I found the serendipity of the ambassador's assistant just happening to know Luke and to know who June (Offred) a bit much, at the same time noting that serendipities like that do occur in real life. We all have only, at most, five degrees of separation from most other people on the planet and all that ... but still. However, the hope that Offred can be in touch with Luke  does move the plot in a more hopeful direction. We also now know that the handmaids are more important than we thought: they do have power if they can only realize it, and nothing to lose but their chains. The regime can't kill them, as they are the only commodity it has to shore up their collapsing currency.

As an aside, I initially thought the Mexicans wanting to trade for handmaids a completely new twist on the novel, but I began rereading it and realized the seeds of that plot are embedded in the original: a  Japanese woman tourist asks Offred if she is happy. I recognize that the novel also problematizes our time/culture by emphasizing that ours is a world in which a woman has to very careful, where date rape occurs, and where male power poses a different kind of threat.

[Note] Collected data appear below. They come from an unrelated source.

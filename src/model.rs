//! Loaded mesh models.
//!
//! [`MeshData`] is what an importer hands over: positions, optional normals,
//! optional texture coordinates and per-face index triples. Loading it into a
//! [`TexturedMesh`] builds the half-edge topology from the geometric vertex
//! indices and then resolves texture seams, so each face corner ends up
//! pointing at a vertex slot that carries exactly one texture coordinate.

use nalgebra::{Point2, Point3, Vector3};

use crate::error::{Result, StripError};
use crate::mesh::{build_from_triangles, check_index_range, FaceId, HalfEdgeMesh};
use crate::strip::duplication::{Duplication, DuplicationTracker};

/// Raw triangle data as produced by a model importer.
#[derive(Debug, Clone, Default)]
pub struct MeshData {
    /// Vertex positions.
    pub positions: Vec<Point3<f64>>,
    /// Per-vertex normals. Computed from the faces when absent.
    pub normals: Option<Vec<Vector3<f64>>>,
    /// Texture coordinates, referenced by `face_tex_coords`.
    pub tex_coords: Option<Vec<Point2<f64>>>,
    /// Vertex indices of each triangle.
    pub faces: Vec<[usize; 3]>,
    /// Texture-coordinate indices of each triangle corner.
    pub face_tex_coords: Option<Vec<[usize; 3]>>,
}

impl MeshData {
    /// Create untextured mesh data from positions and triangles.
    pub fn new(positions: Vec<Point3<f64>>, faces: Vec<[usize; 3]>) -> Self {
        Self {
            positions,
            faces,
            ..Self::default()
        }
    }

    /// Attach texture coordinates and the per-corner indices into them.
    pub fn with_tex_coords(
        mut self,
        tex_coords: Vec<Point2<f64>>,
        face_tex_coords: Vec<[usize; 3]>,
    ) -> Self {
        self.tex_coords = Some(tex_coords);
        self.face_tex_coords = Some(face_tex_coords);
        self
    }

    /// Attach per-vertex normals.
    pub fn with_normals(mut self, normals: Vec<Vector3<f64>>) -> Self {
        self.normals = Some(normals);
        self
    }
}

/// The render-side indices of one triangle.
///
/// `vertices` starts out as the geometric vertex indices and is rewritten to
/// duplicate slots where the corner's texture coordinate requires it.
#[derive(Debug, Clone, Copy, PartialEq, Eq)]
pub struct FaceCorners {
    /// Vertex slot of each corner (original or duplicate).
    pub vertices: [u32; 3],
    /// Texture-coordinate index of each corner (zero when untextured).
    pub tex_coords: [u32; 3],
}

/// A triangle mesh ready for stripification.
#[derive(Debug, Clone)]
pub struct TexturedMesh {
    mesh: HalfEdgeMesh,
    normals: Vec<Vector3<f64>>,
    tex_coords: Vec<Point2<f64>>,
    corners: Vec<FaceCorners>,
    duplications: Vec<Duplication>,
}

impl TexturedMesh {
    /// Load importer data, building adjacency and resolving texture seams.
    ///
    /// # Example
    ///
    /// ```
    /// use stripify::model::{MeshData, TexturedMesh};
    /// use nalgebra::{Point2, Point3};
    ///
    /// let data = MeshData::new(
    ///     vec![
    ///         Point3::new(0.0, 0.0, 0.0),
    ///         Point3::new(1.0, 0.0, 0.0),
    ///         Point3::new(0.0, 1.0, 0.0),
    ///         Point3::new(1.0, 1.0, 0.0),
    ///     ],
    ///     vec![[0, 1, 2], [2, 1, 3]],
    /// )
    /// .with_tex_coords(
    ///     vec![Point2::new(0.0, 0.0), Point2::new(1.0, 0.0), Point2::new(0.0, 1.0),
    ///          Point2::new(1.0, 1.0), Point2::new(0.5, 1.0)],
    ///     vec![[0, 1, 2], [4, 1, 3]],
    /// );
    ///
    /// let model = TexturedMesh::from_data(data).unwrap();
    /// // Vertex 2 is used with two different texture coordinates.
    /// assert_eq!(model.duplications().len(), 1);
    /// assert_eq!(model.expanded_vertex_count(), 5);
    /// ```
    pub fn from_data(data: MeshData) -> Result<Self> {
        let MeshData {
            positions,
            normals,
            tex_coords,
            faces,
            face_tex_coords,
        } = data;

        let mesh = build_from_triangles(&positions, &faces)?;

        let normals = match normals {
            Some(normals) if normals.len() != positions.len() => {
                return Err(StripError::InvalidState(format!(
                    "{} normals for {} vertices",
                    normals.len(),
                    positions.len()
                )));
            }
            Some(normals) => normals,
            None => mesh.vertex_normals(),
        };

        let tex_coords = tex_coords.unwrap_or_default();
        check_index_range("tex_coords", tex_coords.len())?;
        let textured = !tex_coords.is_empty();

        let mut corners: Vec<FaceCorners> = faces
            .iter()
            .map(|face| FaceCorners {
                vertices: face.map(|v| v as u32),
                tex_coords: [0; 3],
            })
            .collect();

        let mut tracker = DuplicationTracker::new(positions.len());
        if textured {
            let face_tex_coords = face_tex_coords.ok_or_else(|| {
                StripError::InvalidState("texture coordinates without face texture indices".into())
            })?;
            if face_tex_coords.len() != faces.len() {
                return Err(StripError::InvalidState(format!(
                    "{} face texture triples for {} faces",
                    face_tex_coords.len(),
                    faces.len()
                )));
            }

            for (fi, (corner, tex)) in corners.iter_mut().zip(&face_tex_coords).enumerate() {
                if let Some(&bad) = tex.iter().find(|&&t| t >= tex_coords.len()) {
                    return Err(StripError::InvalidTexCoordIndex {
                        face: fi,
                        tex_coord: bad,
                    });
                }
                corner.tex_coords = tex.map(|t| t as u32);
                tracker.record_face(corner);
            }
        }
        let duplications = tracker.into_records();
        check_index_range("expanded vertices", positions.len() + duplications.len())?;

        log::info!(
            "loaded mesh: {} vertices, {} faces, {} duplicated vertices{}",
            mesh.num_vertices(),
            mesh.num_faces(),
            duplications.len(),
            if textured { "" } else { " (untextured)" }
        );

        Ok(Self {
            mesh,
            normals,
            tex_coords,
            corners,
            duplications,
        })
    }

    /// The half-edge topology (built from the geometric vertex indices).
    #[inline]
    pub fn mesh(&self) -> &HalfEdgeMesh {
        &self.mesh
    }

    /// Number of faces.
    #[inline]
    pub fn num_faces(&self) -> usize {
        self.mesh.num_faces()
    }

    /// Number of original vertices.
    #[inline]
    pub fn num_vertices(&self) -> usize {
        self.mesh.num_vertices()
    }

    /// Whether the mesh carries texture coordinates.
    #[inline]
    pub fn is_textured(&self) -> bool {
        !self.tex_coords.is_empty()
    }

    /// The render-side corners of a face.
    #[inline]
    pub fn corners(&self, f: FaceId) -> &FaceCorners {
        &self.corners[f.index()]
    }

    /// Per-vertex normals of the original vertices.
    #[inline]
    pub fn normals(&self) -> &[Vector3<f64>] {
        &self.normals
    }

    /// Texture coordinates (empty when untextured).
    #[inline]
    pub fn tex_coords(&self) -> &[Point2<f64>] {
        &self.tex_coords
    }

    /// Duplicate vertex slots, in slot order after the original vertices.
    #[inline]
    pub fn duplications(&self) -> &[Duplication] {
        &self.duplications
    }

    /// Size of the vertex buffer: originals plus duplicates.
    #[inline]
    pub fn expanded_vertex_count(&self) -> usize {
        self.num_vertices() + self.duplications.len()
    }
}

I appreciate this series for, as does Man in the High Castle, showing us life from the subaltern point of view, not glamorizing violence and depicting how degrading coerced sex is. I wonder if the entrance of two powerful series told from "below" in the last six months indicates, an awareness that this is the reality for a growing number of Americans. 


  1. Well, I have to say I read the scene in which the Commander refuses his wife's "help" in getting an erection as a simple rejection. It didn't occur to me that he was feeling pity for her, although there is plenty of self-loathing under the surface of the Commander's character. Also in this episode we were treated to a glimpse of Mr and Mrs Commander before the revolution, as a couple of over-achieving yuppies desperately in love. The episode begins with Nick and Offred having "real" sex; later on, we get to see that Mr and Mrs C also had a normal sex life at one point. It seems that these characters have a lot in common -- each is trapped in different ways by the social and sexual roles they are required perform, each missing some vital part of their identity. This was a great episode for Serena Joy, who manages to simultaneously disavow her previous career as feminist author and show herself to be real brains of outfit at the banquet with the Mexicans, sealing the trade deal by showcasing "the children of Gilead." Her calculation mirrors the calculation you describe when Offred decides to beg the Commander to stay. Both women are making difficult choices for survival, and each are paying tremendous costs.

  2. I think what makes the commander an interesting character is that he can be read in so many different ways.

  3. I had not taken into account the scene where Offred is asked to leave and then stands before the door unwilling to return to nothingness in the dark, steels herself to ask to stay and to accept and appear to want this commander's caresses. Yes from that angle this is a form of rape, a raped kiss.

    Yes another aspect of the softening is to show us the original relationship of the commander and his wife: surely some of her hatred of Offred comes from the perverse way her arguments against feminism have turned out to make her powerless and silent.

    On the connection with today: I was horrified to listen to Trump's utter hypocrisy in Saudi Arabia where the slightest public protest can lead you to imprisonment, torture, parts of your body cut off and death. We in the US the majority who didn't vote for this man are apparently in the helpless situation of Offred. We have no one to turn to who has the power to oust this regime which supports the Saudis who are going to use this weaponry to destroy the Yemenese people altogether. The parallels with our world are not just sexual.

  4. Ellen, agreed. I think many of us have felt helpless since the Iraq war.

  5. Ellen, agreed. I think many of us have felt helpless since the Iraq war.